Towards Large-Scale Interpretable Knowledge Graph Reasoning for Dialogue Systems
This addresses the issue of rigid user interactions in voice assistants by improving reasoning scalability and interpretability, though it is incremental as it builds on existing transformer and knowledge graph techniques.
The paper tackles the problem of limited reasoning capabilities in dialogue systems by proposing a method that enables a transformer model to directly reason over a large-scale knowledge graph to generate responses, achieving effective and efficient incorporation with fully-interpretable paths.
Users interacting with voice assistants today need to phrase their requests in a very specific manner to elicit an appropriate response.

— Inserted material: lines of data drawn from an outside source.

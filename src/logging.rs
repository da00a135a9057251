use std::path::Path;

use tracing_appender::non_blocking::{NonBlocking, WorkerGuard};
use tracing_appender::rolling::{RollingFileAppender, Rotation};
use tracing_subscriber::{fmt, layer::SubscriberExt, util::SubscriberInitExt, EnvFilter};

use crate::config::Config;

const LOG_FILE_PREFIX: &str = "scheduler.log";

/// Keeps the file writer alive; dropping it flushes pending lines.
pub struct FileLogGuard {
    _guard: WorkerGuard,
}

/// Installs the global subscriber. Console output goes to stderr so JSON on
/// stdout stays machine-readable. Returns `None` when no file layer is active
/// or a subscriber was already installed by the host.
pub fn init_tracing(config: &Config) -> Option<FileLogGuard> {
    let env_filter =
        EnvFilter::try_new(&config.log_level).unwrap_or_else(|_| EnvFilter::new("info"));
    let stderr_layer = fmt::layer().with_target(true).with_writer(std::io::stderr);

    let (file_layer, guard) = match config.log_dir.as_deref().map(open_log_file) {
        Some(Ok((writer, guard))) => {
            let layer = fmt::layer()
                .with_writer(writer)
                .with_ansi(false)
                .with_target(true);
            (Some(layer), Some(guard))
        }
        Some(Err(err)) => {
            eprintln!("file logging disabled: {err}");
            (None, None)
        }
        None => (None, None),
    };

    tracing_subscriber::registry()
        .with(env_filter)
        .with(stderr_layer)
        .with(file_layer)
        .try_init()
        .ok()?;

    guard.map(|guard| FileLogGuard { _guard: guard })
}

fn open_log_file(dir: &Path) -> std::io::Result<(NonBlocking, WorkerGuard)> {
    std::fs::create_dir_all(dir)?;
    let appender = RollingFileAppender::new(Rotation::DAILY, dir, LOG_FILE_PREFIX);
    Ok(tracing_appender::non_blocking(appender))
}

This limits the user experience, and is partly due to the lack of reasoning capabilities of dialogue platforms and the hand-crafted rules that require extensive labor. One possible way to improve user experience and relieve the manual efforts of designers is to build an end-to-end dialogue system that can do reasoning itself while perceiving user's utterances. In this work, we propose a novel method to incorporate the knowledge reasoning capability into dialogue systems in a more scalable and generalizable manner. Our proposed method allows a single transformer model to directly walk on a large-scale knowledge graph to generate responses. To the best of our knowledge, this is the first work to have transformer models generate responses by reasoning over differentiable knowledge graphs. We investigate the reasoning abilities of the proposed method on both task-oriented and domain-specific chit-chat dialogues. Empirical results show that this method can effectively and efficiently incorporate a knowledge graph into a dialogue system with fully-interpretable reasoning paths.